Task description> A single number is the answer here: how many lines below include "outputs"?

*** Study material Section Begins ***

//! Command-line generation driver: load a workflow graph, apply parameter
//! overrides, flatten it, submit it, watch the job, download the outputs.

use std::path::PathBuf;
use std::time::{Duration, SystemTime, UNIX_EPOCH};

use anyhow::Context;
use clap::Parser;
use figment::{
    providers::{Env, Format, Toml},
    Figment,
};
use serde::{Deserialize, Serialize};
use serde_json::Value;
use tracing::metadata::LevelFilter;
use tracing::{info, warn};
use tracing_subscriber::{EnvFilter, FmtSubscriber};

use comfy_client::{fetch_workflow, load_workflow, wait_for_completion, Api, JobStatus, ViewQuery};
use comfy_graph::{
    analyze, apply_updates, to_execution_payload, GenerationOverrides, WorkflowDocument,
};

#[derive(Parser, Debug)]
#[command(name = "media-gen", about = "Generate images and videos from ComfyUI workflow graphs")]
struct Args {
    /// Workflow JSON: a file path or an http(s) URL.
    #[arg(short, long)]
    workflow: String,

    /// Positive prompt text.
    #[arg(short, long)]
    prompt: Option<String>,

    /// Negative prompt text.
    #[arg(short, long)]
    negative_prompt: Option<String>,

    /// Output width in pixels.
    #[arg(short = 'W', long)]
    width: Option<u32>,

    /// Output height in pixels.
    #[arg(short = 'H', long)]
    height: Option<u32>,

    /// Number of video frames to generate.
    #[arg(short, long)]
    frames: Option<u32>,

    /// Video frame rate.
    #[arg(long)]
    fps: Option<u32>,

    /// Number of sampling steps.
    #[arg(short, long)]
    steps: Option<u32>,

    /// Random seed; omit to keep the workflow's seed (a fresh one is drawn
    /// for video workflows).
    #[arg(long)]
    seed: Option<i64>,

    /// CFG scale.
    #[arg(long)]
    cfg: Option<f64>,

    /// Raw widget writes as <nodeId>.<field>=<value>; repeatable.
    #[arg(long = "set", value_name = "NODE.FIELD=VALUE")]
    set: Vec<String>,

    /// Directory to download outputs into.
    #[arg(short, long)]
    output_dir: Option<PathBuf>,

    /// Timeout in minutes.
    #[arg(short, long, default_value_t = 30)]
    timeout: u64,

    /// Print the execution payload without submitting it.
    #[arg(long)]
    dry_run: bool,

    /// Enable verbose logging.
    #[arg(short, long)]
    verbose: bool,

    /// ComfyUI server url; overrides the config file.
    #[arg(long)]
    url: Option<String>,
}

#[derive(Serialize, Deserialize, Default, Debug)]
struct Config {
    server_url: Option<String>,
    output_dir: Option<PathBuf>,
}

#[tokio::main]
async fn main() -> anyhow::Result<()> {
    let args = Args::parse();

    let default_level = if args.verbose {
        LevelFilter::DEBUG
    } else {
        LevelFilter::INFO
    };
    let filter = EnvFilter::builder()
        .with_default_directive(default_level.into())
        .from_env()
        .context("Failed to parse filter from env")?;
    let subscriber = FmtSubscriber::builder()
        .with_env_filter(filter)
        .with_target(false)
        .finish();
    tracing::subscriber::set_global_default(subscriber)
        .context("setting default subscriber failed")?;

    let config: Config = Figment::new()
        .merge(Toml::file("media-gen.toml"))
        .merge(Env::prefixed("MEDIA_GEN_"))
        .extract()
        .context("Invalid configuration")?;

    let document = load_document(&args.workflow).await?;

    let validation = comfy_graph::validate(&document);
    for warning in &validation.warnings {
        warn!("{}", warning);
    }
    if !validation.valid {
        anyhow::bail!("invalid workflow: {}", validation.errors.join(", "));
    }

    let analysis = analyze(&document);
    info!(
        parameters = analysis.configurable.len(),
        text_nodes = analysis.text_nodes.len(),
        "analyzed workflow"
    );
    for warning in &analysis.warnings {
        warn!("{}", warning);
    }

    let mut updates = build_overrides(&args, &document).to_updates(&analysis);
    for entry in &args.set {
        let (key, value) = parse_set(entry)?;
        updates.insert(key, value);
    }

    let outcome = apply_updates(&document, &updates);
    info!(applied = outcome.applied, "applied parameter updates");
    for key in &outcome.skipped {
        warn!(key = %key, "update did not match any widget slot");
    }

    let transformed = to_execution_payload(&outcome.document);
    for warning in &transformed.warnings {
        warn!("{}", warning);
    }

    if args.dry_run {
        println!("{}", serde_json::to_string_pretty(&transformed.payload)?);
        return Ok(());
    }

    let server_url = args
        .url
        .or(config.server_url)
        .unwrap_or_else(|| "http://localhost:8188".to_string());
    let api = Api::new_with_url(&server_url)?;

    let extra_data = outcome.document.extra.get("extra_data").cloned();
    let response = api
        .prompt()?
        .send_with_extra(&transformed.payload, extra_data.as_ref())
        .await
        .context("failed to queue workflow")?;
    if !response.node_errors.is_empty() {
        for (node, error) in &response.node_errors {
            warn!(node = %node, error = %error, "server reported a node error");
        }
    }
    info!(prompt_id = %response.prompt_id, "workflow queued");

    let task = wait_for_completion(
        &api.history()?,
        &api.queue()?,
        &response.prompt_id,
        Duration::from_secs(args.timeout * 60),
        |status| match status {
            JobStatus::Queued { position, pending } => {
                info!(position, pending, "waiting in queue");
            }
            JobStatus::Running { completed_nodes } => {
                info!(completed_nodes, "generation in progress");
            }
        },
    )
    .await?;

    let output_dir = args
        .output_dir
        .or(config.output_dir)
        .unwrap_or_else(|| PathBuf::from("output"));
    std::fs::create_dir_all(&output_dir)
        .with_context(|| format!("failed to create {}", output_dir.display()))?;

    let files = task.output_files();
    if files.is_empty() {
        warn!("workflow completed but produced no output files");
        return Ok(());
    }
    let view = api.view()?;
    for output in &files {
        let bytes = view
            .get(&ViewQuery::from(&output.file))
            .await
            .with_context(|| format!("failed to download {}", output.file.filename))?;
        let path = output_dir.join(&output.file.filename);
        std::fs::write(&path, bytes)
            .with_context(|| format!("failed to write {}", path.display()))?;
        println!("{}", path.display());
    }
    Ok(())
}

async fn load_document(source: &str) -> anyhow::Result<WorkflowDocument> {
    if source.starts_with("http://") || source.starts_with("https://") {
        fetch_workflow(&reqwest::Client::new(), source).await
    } else {
        load_workflow(source)
    }
}

/// Builds the semantic overrides from the flags. Video workflows get a
/// fresh time-derived seed when none was supplied, so repeated runs do not
/// replay the template's seed.
fn build_overrides(args: &Args, document: &WorkflowDocument) -> GenerationOverrides {
    let seed = args.seed.or_else(|| {
        document.contains_video_nodes().then(|| {
            (SystemTime::now()
                .duration_since(UNIX_EPOCH)
                .map(|d| d.as_millis())
                .unwrap_or(0)
                % u32::MAX as u128) as i64
        })
    });
    GenerationOverrides {
        prompt: args.prompt.clone(),
        negative_prompt: args.negative_prompt.clone(),
        width: args.width,
        height: args.height,
        frames: args.frames,
        fps: args.fps,
        seed,
        steps: args.steps,
        cfg: args.cfg,
    }
}

/// Parses a `--set NODE.FIELD=VALUE` entry. The value is taken as JSON when
/// it parses as such, and as a bare string otherwise.
fn parse_set(entry: &str) -> anyhow::Result<(String, Value)> {
    let (key, raw) = entry
        .split_once('=')
        .with_context(|| format!("--set expects NODE.FIELD=VALUE, got \"{}\"", entry))?;
    anyhow::ensure!(
        key.contains('.'),
        "--set key must be NODE.FIELD, got \"{}\"",
        key
    );
    let value = serde_json::from_str(raw).unwrap_or_else(|_| Value::String(raw.to_string()));
    Ok((key.to_string(), value))
}

#[cfg(test)]
mod tests {
    use serde_json::json;

    use super::*;

    #[test]
    fn set_values_parse_as_json_when_possible() {
        assert_eq!(parse_set("3.steps=35").unwrap(), ("3.steps".to_string(), json!(35)));
        assert_eq!(
            parse_set("3.denoise=0.7").unwrap(),
            ("3.denoise".to_string(), json!(0.7))
        );
        assert_eq!(
            parse_set("16.force_zeros=true").unwrap(),
            ("16.force_zeros".to_string(), json!(true))
        );
        assert_eq!(
            parse_set("6.text=a red fox").unwrap(),
            ("6.text".to_string(), json!("a red fox"))
        );
    }

    #[test]
    fn malformed_set_entries_are_rejected() {
        assert!(parse_set("no-equals-sign").is_err());
        assert!(parse_set("steps=35").is_err());
    }

    #[test]
    fn video_documents_get_a_seed_when_none_is_given() {
        let video = WorkflowDocument::from_value(json!({
            "nodes": [{"id": 27, "type": "WanVideoSampler", "widgets_values": []}]
        }))
        .unwrap();
        let image = WorkflowDocument::from_value(json!({
            "nodes": [{"id": 3, "type": "KSampler", "widgets_values": []}]
        }))
        .unwrap();
        let args = Args::parse_from(["media-gen", "--workflow", "w.json"]);
        assert!(build_overrides(&args, &video).seed.is_some());
        assert!(build_overrides(&args, &image).seed.is_none());

        let args = Args::parse_from(["media-gen", "--workflow", "w.json", "--seed", "7"]);
        assert_eq!(build_overrides(&args, &video).seed, Some(7));
    }
}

*** Study material Section Ends ***

Task output> 2